Me he visto enfrentada con la palabra escrita que mi padre plasmó en sus diarios (a la que luego de unos años todos tendrán libre acceso) y en cada página, sin darme cuenta, me encontré también conmigo; tuve que reestructurarme una y mil veces frente a lo allí escrito, ante el desconcierto, el dolor, el amor, el miedo, el odio... Pero de entre esas miles de páginas me rescaté a mí misma y quizás, finalmente, también supe quién soy, pues si bien no era su hija biológica, él me regaló en vida, y ahora a través de sus cuadernos, la voluntad de aprender a mirarme y de sacar las capas que cubren mi propia alma. Así he descubierto que tengo mucho suyo. Mi padre me enseñó a mirar, a observar, a escuchar a través del dolor y de las fisuras internas. La falta de identidad, de esa identidad tribal, ancestral, de la que no tengo conocimiento, finalmente la encontré en estas páginas. De modo que hoy sí tengo una historia, mi propia historia.
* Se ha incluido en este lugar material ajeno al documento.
impl<P: ClientProvider> CartStore<P> {
    /// Create a store with the default [`ErrorPolicy::KeepStale`].
    pub fn new(provider: P, app_id: impl Into<String>) -> Self {
        Self::with_policy(provider, app_id, ErrorPolicy::default())
    }

    /// Create a store with an explicit error policy.
    pub fn with_policy(provider: P, app_id: impl Into<String>, policy: ErrorPolicy) -> Self {
        Self {
            provider,
            app_id: app_id.into(),
            policy,
            state: RwLock::new(CartState::default()),
            op_lock: Mutex::new(()),
        }
    }

    /// Current state without touching the network.
    pub async fn snapshot(&self) -> CartSnapshot {
        self.state.read().await.snapshot()
    }

    /// Fetch the current cart and replace the snapshot with it.
    ///
    /// # Errors
    ///
    /// Returns [`CartError`] on acquisition or remote failure; the snapshot
    /// is handled per the store's [`ErrorPolicy`].
    #[instrument(skip(self))]
    pub async fn get_cart(&self) -> Result<CartSnapshot, CartError> {
        let _guard = self.op_lock.lock().await;
        self.begin().await;

        let client = self.acquire().await?;
        let result = client.current_cart().await;
        self.finish(result).await
    }

    /// Add one line item built from a catalog reference.
    ///
    /// The app/catalog ID comes from process-wide configuration, not from
    /// the call arguments. `options.variantId` is sent only when
    /// `variant_id` is non-empty.
    ///
    /// # Errors
    ///
    /// Returns [`CartError`] on acquisition or remote failure.
    #[instrument(skip(self), fields(product_id = %product_id, quantity))]
    pub async fn add_item(
        &self,
        product_id: ProductId,
        variant_id: VariantId,
        quantity: u32,
    ) -> Result<CartSnapshot, CartError> {
        let _guard = self.op_lock.lock().await;
        self.begin().await;

        let line = LineItemInput {
            catalog_reference: CatalogReference {
                app_id: self.app_id.clone(),
                catalog_item_id: product_id.into_inner(),
                options: (!variant_id.is_empty()).then(|| CatalogItemOptions {
                    variant_id: variant_id.into_inner(),
                }),
            },
            quantity,
        };

        let client = self.acquire().await?;
        let result = client.add_to_current_cart(vec![line]).await;
        self.finish(result).await
    }

    /// Remove the identified line item from the cart.
    ///
    /// The predecessor of this store removed a coupon here and ignored the
    /// argument; this implementation removes the line item (see DESIGN.md).
    ///
    /// # Errors
    ///
    /// Returns [`CartError`] on acquisition or remote failure.
    #[instrument(skip(self), fields(item_id = %item_id))]
    pub async fn remove_item(&self, item_id: LineItemId) -> Result<CartSnapshot, CartError> {
        let _guard = self.op_lock.lock().await;
        self.begin().await;

        let client = self.acquire().await?;
        let result = client.remove_line_items(vec![item_id.into_inner()]).await;
        self.finish(result).await
    }

    /// Mark an operation as in flight.
    async fn begin(&self) {
        self.state.write().await.is_loading = true;
    }

    /// Acquire a client, surfacing failure as a finished, failed operation.
    async fn acquire(&self) -> Result<Arc<P::Client>, CartError> {
        match self.provider.client().await {
            Ok(client) => Ok(client),
            Err(e) => {
                warn!(error = %e, "failed to acquire commerce client");
                self.state.write().await.is_loading = false;
                Err(CartError::Acquire(e))
            }
        }
    }

    /// Apply the remote call result to the store state.
    async fn finish(&self, result: Result<Cart, WixError>) -> Result<CartSnapshot, CartError> {
        match result {
            Ok(cart) => {
                let mut state = self.state.write().await;
                state.counter = cart.line_item_count();
                state.cart = Some(cart);
                state.is_loading = false;
                Ok(state.snapshot())
            }
            Err(e) => {
                warn!(error = %e, "cart operation failed");
                if e.is_auth() {
                    self.provider.invalidate().await;
                }

                let mut state = self.state.write().await;
                state.is_loading = false;
                if self.policy == ErrorPolicy::Reset {
                    state.cart = None;
                    state.counter = 0;
                }
                Err(CartError::Remote(e))
            }
        }
    }
}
Sólo hace falta correr el tupido velo.

Y esa es la manera voluntaria que tenemos de enceguecernos, de mirar lo que nos perturba y es difícil enfrentar. Abandonar la negación. Con este tupido velo cubrimos todo lo que no queremos ver, pudiendo creer así que esa realidad no existe. Inherente al hombre, este mecanismo nos protege para soportar lo que la vida tiene de intolerable y dolorosa.
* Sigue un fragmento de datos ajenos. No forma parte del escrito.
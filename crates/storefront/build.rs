//! Hashes the compiled stylesheet so templates can link an immutable URL.

use std::env;
use std::fs;
use std::path::PathBuf;

use sha2::{Digest, Sha256};

const CSS_SOURCE: &str = "static/css/main.css";

fn main() {
    let manifest_dir: PathBuf = env::var_os("CARGO_MANIFEST_DIR")
        .expect("CARGO_MANIFEST_DIR must be set by Cargo")
        .into();
    let css_path = manifest_dir.join(CSS_SOURCE);

    println!("cargo:rerun-if-changed={}", css_path.display());

    let Ok(content) = fs::read(&css_path) else {
        // First build on a fresh checkout may run before assets exist
        println!("cargo:rustc-env=CSS_HASH=");
        return;
    };

    let digest = format!("{:x}", Sha256::digest(&content));
    let short = &digest[..8];
    println!("cargo:rustc-env=CSS_HASH={short}");

    // Copy to static/css/derived/main.<hash>.css, the path templates link
    let derived = manifest_dir.join("static/css/derived");
    fs::create_dir_all(&derived).expect("failed to create derived CSS directory");
    fs::copy(&css_path, derived.join(format!("main.{short}.css")))
        .expect("failed to copy hashed CSS");
}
Aunque mi padre pensaba distinto. Él creía que este tema era un mecanismo de la sociedad chilena para no ver la realidad de manera profunda con todo lo que ello implica. Entre los múltiples métodos de huida que identificaba, había uno que le fascinaba: las máscaras, que de paso constituían su propio modo de encubrirse.
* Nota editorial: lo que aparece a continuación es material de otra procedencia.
//! Cart route handlers.
//!
//! Cart operations use HTMX for dynamic updates without full page reloads.
//! All handlers go through the process-wide cart store; failures leave the
//! store's snapshot per its error policy and render a stale (or error)
//! fragment rather than surfacing a typed error to the page.

use askama::Template;
use askama_web::WebTemplate;
use axum::{
    extract::State,
    http::StatusCode,
    response::{AppendHeaders, Html, IntoResponse, Response},
    Form,
};
use serde::Deserialize;
use tracing::instrument;

use midnight_runners_core::{LineItemId, ProductId, VariantId};

use crate::cart::CartSnapshot;
use crate::filters;
use crate::state::AppState;
use crate::wix::types::{Cart as WixCart, LineItem};

/// Cart item display data for templates.
#[derive(Clone)]
pub struct CartItemView {
    pub id: String,
    pub name: String,
    pub quantity: u32,
}

/// Cart display data for templates.
#[derive(Clone)]
pub struct CartView {
    pub items: Vec<CartItemView>,
    pub counter: u32,
    pub is_loading: bool,
}

impl CartView {
    /// Create an empty cart view.
    #[must_use]
    pub const fn empty() -> Self {
        Self {
            items: Vec::new(),
            counter: 0,
            is_loading: false,
        }
    }
}

// =============================================================================
// Type Conversions
// =============================================================================

impl From<&LineItem> for CartItemView {
    fn from(item: &LineItem) -> Self {
        Self {
            id: item.id.clone().unwrap_or_default(),
            name: item
                .product_name
                .as_ref()
                .and_then(|n| n.original.clone())
                .unwrap_or_else(|| "Item".to_string()),
            quantity: item.quantity.unwrap_or(1),
        }
    }
}

impl From<&WixCart> for CartView {
    fn from(cart: &WixCart) -> Self {
        Self {
            items: cart.line_items.iter().map(CartItemView::from).collect(),
            counter: cart.line_item_count(),
            is_loading: false,
        }
    }
}

impl From<&CartSnapshot> for CartView {
    fn from(snapshot: &CartSnapshot) -> Self {
        let mut view = snapshot
            .cart
            .as_ref()
            .map_or_else(Self::empty, Self::from);
        view.counter = snapshot.counter;
        view.is_loading = snapshot.is_loading;
        view
    }
}

// =============================================================================
// Forms & Templates
// =============================================================================

/// Add to cart form data.
#[derive(Debug, Deserialize)]
pub struct AddToCartForm {
    pub product_id: String,
    pub variant_id: Option<String>,
    pub quantity: Option<u32>,
}

/// Remove from cart form data.
#[derive(Debug, Deserialize)]
pub struct RemoveFromCartForm {
    pub line_item_id: String,
}

/// Cart page template.
#[derive(Template, WebTemplate)]
#[template(path = "cart/show.html")]
pub struct CartShowTemplate {
    pub cart: CartView,
}

/// Cart items fragment template (for HTMX).
#[derive(Template, WebTemplate)]
#[template(path = "partials/cart_items.html")]
pub struct CartItemsTemplate {
    pub cart: CartView,
}

/// Cart count badge fragment template (for HTMX).
#[derive(Template, WebTemplate)]
#[template(path = "partials/cart_count.html")]
pub struct CartCountTemplate {
    pub count: u32,
}

// =============================================================================
// Handlers
// =============================================================================

/// Display cart page after refreshing the store from the remote cart.
#[instrument(skip(state))]
pub async fn show(State(state): State<AppState>) -> impl IntoResponse {
    let snapshot = match state.cart().get_cart().await {
        Ok(snapshot) => snapshot,
        Err(e) => {
            // Stale-state policy: render whatever the store still holds.
            tracing::warn!("Failed to refresh cart: {e}");
            state.cart().snapshot().await
        }
    };

    CartShowTemplate {
        cart: CartView::from(&snapshot),
    }
}

/// Add item to cart (HTMX).
///
/// Returns the cart count badge with an HTMX trigger to update other
/// elements listening for `cart-updated`.
#[instrument(skip(state))]
pub async fn add(State(state): State<AppState>, Form(form): Form<AddToCartForm>) -> Response {
    let result = state
        .cart()
        .add_item(
            ProductId::new(form.product_id),
            VariantId::new(form.variant_id.unwrap_or_default()),
            form.quantity.unwrap_or(1),
        )
        .await;

    match result {
        Ok(snapshot) => (
            AppendHeaders([("HX-Trigger", "cart-updated")]),
            CartCountTemplate {
                count: snapshot.counter,
            },
        )
            .into_response(),
        Err(e) => {
            tracing::error!("Failed to add item to cart: {e}");
            (
                StatusCode::BAD_GATEWAY,
                Html("<span class=\"text-red-500\">Error adding to cart</span>"),
            )
                .into_response()
        }
    }
}

/// Remove item from cart (HTMX).
#[instrument(skip(state))]
pub async fn remove(
    State(state): State<AppState>,
    Form(form): Form<RemoveFromCartForm>,
) -> Response {
    match state
        .cart()
        .remove_item(LineItemId::new(form.line_item_id))
        .await
    {
        Ok(snapshot) => (
            AppendHeaders([("HX-Trigger", "cart-updated")]),
            CartItemsTemplate {
                cart: CartView::from(&snapshot),
            },
        )
            .into_response(),
        Err(e) => {
            tracing::error!("Failed to remove from cart: {e}");
            let snapshot = state.cart().snapshot().await;
            CartItemsTemplate {
                cart: CartView::from(&snapshot),
            }
            .into_response()
        }
    }
}

/// Get cart count badge (HTMX). Reads the snapshot; no remote call.
#[instrument(skip(state))]
pub async fn count(State(state): State<AppState>) -> impl IntoResponse {
    let snapshot = state.cart().snapshot().await;
    CartCountTemplate {
        count: snapshot.counter,
    }
}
Lo que hay detrás del rostro de la máscara nunca es un rostro. Siempre es otra máscara. Las máscaras son tú, y la máscara que hay detrás de la máscara también eres tú y así sucesivamente y con todas las otras. Y esas máscaras resultan de lo que te enseñaron a querer y a rechazar, y de lo que tú también quieres o rechazas, y de aquello que te sirve para defenderte, y de aquello que te sirve para agredir. Y mucho más. Las distintas máscaras son funcionales, las usas porque te sirven para vivir. Yo no sé qué es eso de la autenticidad. Lo que sí creo es que la vida humana consiste en un refinado y complejísimo sistema de enmascaramientos y simulaciones. Tienes que defenderte.

De modo que este será el desafío: lograr descorrer ese tupido velo al que el mismo José Donoso, mi padre, recurría. Descubrir, finalmente, el rostro que se escondía tras sus numerosas máscaras y que ocultaban su gran temor de no ser aceptado por los demás.